=== Task data ===

// ============================================
// File: crates/sealrpc-server/src/lib.rs
// ============================================
//! # SealRPC Server Library
//!
//! ## Creation Reason
//! Provides the server half of SealRPC: a TLS listener that dispatches
//! framed requests to named handlers registered by the embedding
//! application.
//!
//! ## Main Functionality
//!
//! ### Modules
//! - [`config`]: Server configuration management
//! - [`server`]: Listener lifecycle and accept loop
//! - [`registry`]: Method name → handler table
//! - [`handlers`]: Per-connection request loop and built-in methods
//! - [`error`]: Server-specific error types
//!
//! ## Architecture Overview
//! ```text
//! ┌─────────────────────────────────────────────────────────────────┐
//! │                        SealRPC Server                           │
//! ├─────────────────────────────────────────────────────────────────┤
//! │                                                                 │
//! │  ┌─────────────┐     ┌─────────────┐     ┌─────────────────┐    │
//! │  │   Config    │────►│  RpcServer  │────►│ ConnectionHandler│   │
//! │  │             │     │ accept loop │     │  (1 per conn)   │    │
//! │  └─────────────┘     └──────┬──────┘     └────────┬────────┘    │
//! │                             │                     │             │
//! │                             ▼                     ▼             │
//! │                      ┌─────────────┐     ┌─────────────────┐    │
//! │                      │  Method     │────►│ RegistrySnapshot │   │
//! │                      │  Registry   │     │                 │    │
//! │                      └─────────────┘     └─────────────────┘    │
//! │                                                                 │
//! ├─────────────────────────────────────────────────────────────────┤
//! │                     Transport Layer                             │
//! │          TlsListener · server_handshake · frame I/O             │
//! └─────────────────────────────────────────────────────────────────┘
//! ```
//!
//! ## Data Flow
//! ```text
//! Client → TLS → read_frame → decode → handler → encode → write_frame → TLS → Client
//! ```
//!
//! ## ⚠️ Important Note for Next Developer
//! - The registry belongs to one server instance; there is no global table
//! - Configuration changes require restart (no hot-reload)
//! - Handler panics are contained per request
//!
//! ## Last Modified
//! v0.1.0 - Initial server library

#![warn(missing_docs)]
#![warn(clippy::all)]
#![warn(clippy::pedantic)]
#![allow(clippy::module_name_repetitions)]

pub mod config;
pub mod error;
pub mod handlers;
pub mod registry;
pub mod server;

// Re-export primary types
pub use config::ServerConfig;
pub use error::{Result, ServerError};
pub use handlers::register_builtin;
pub use registry::{MethodHandler, MethodRegistry, RegistrySnapshot};
pub use server::RpcServer;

===

◆ What is being asked
Every record listed above needs to be written out again exactly.

◆ Your solution
// ============================================
// File: crates/sealrpc-server/src/lib.rs
// ============================================
//! # SealRPC Server Library
//!
//! ## Creation Reason
//! Provides the server half of SealRPC: a TLS listener that dispatches
//! framed requests to named handlers registered by the embedding
//! application.
//!
//! ## Main Functionality
//!
//! ### Modules
//! - [`config`]: Server configuration management
//! - [`server`]: Listener lifecycle and accept loop
//! - [`registry`]: Method name → handler table
//! - [`handlers`]: Per-connection request loop and built-in methods
//! - [`error`]: Server-specific error types
//!
//! ## Architecture Overview
//! ```text
//! ┌─────────────────────────────────────────────────────────────────┐
//! │                        SealRPC Server                           │
//! ├─────────────────────────────────────────────────────────────────┤
//! │                                                                 │
//! │  ┌─────────────┐     ┌─────────────┐     ┌─────────────────┐    │
//! │  │   Config    │────►│  RpcServer  │────►│ ConnectionHandler│   │
//! │  │             │     │ accept loop │     │  (1 per conn)   │    │
//! │  └─────────────┘     └──────┬──────┘     └────────┬────────┘    │
//! │                             │                     │             │
//! │                             ▼                     ▼             │
//! │                      ┌─────────────┐     ┌─────────────────┐    │
//! │                      │  Method     │────►│ RegistrySnapshot │   │
//! │                      │  Registry   │     │                 │    │
//! │                      └─────────────┘     └─────────────────┘    │
//! │                                                                 │
//! ├─────────────────────────────────────────────────────────────────┤
//! │                     Transport Layer                             │
//! │          TlsListener · server_handshake · frame I/O             │
//! └─────────────────────────────────────────────────────────────────┘
//! ```
//!
//! ## Data Flow
//! ```text
//! Client → TLS → read_frame → decode → handler → encode → write_frame → TLS → Client
//! ```
//!
//! ## ⚠️ Important Note for Next Developer
//! - The registry belongs to one server instance; there is no global table
//! - Configuration changes require restart (no hot-reload)
//! - Handler panics are contained per request
//!
//! ## Last Modified
//! v0.1.0 - Initial server library

#![warn(missing_docs)]
#![warn(clippy::all)]
#![warn(clippy::pedantic)]
#![allow(clippy::module_name_repetitions)]

pub mod config;
pub mod error;
pub mod handlers;
pub mod registry;
pub mod server;

// Re-export primary types
pub use config::ServerConfig;
pub use error::{Result, ServerError};
pub use handlers::register_builtin;
pub use registry::{MethodHandler, MethodRegistry, RegistrySnapshot};
pub use server::RpcServer;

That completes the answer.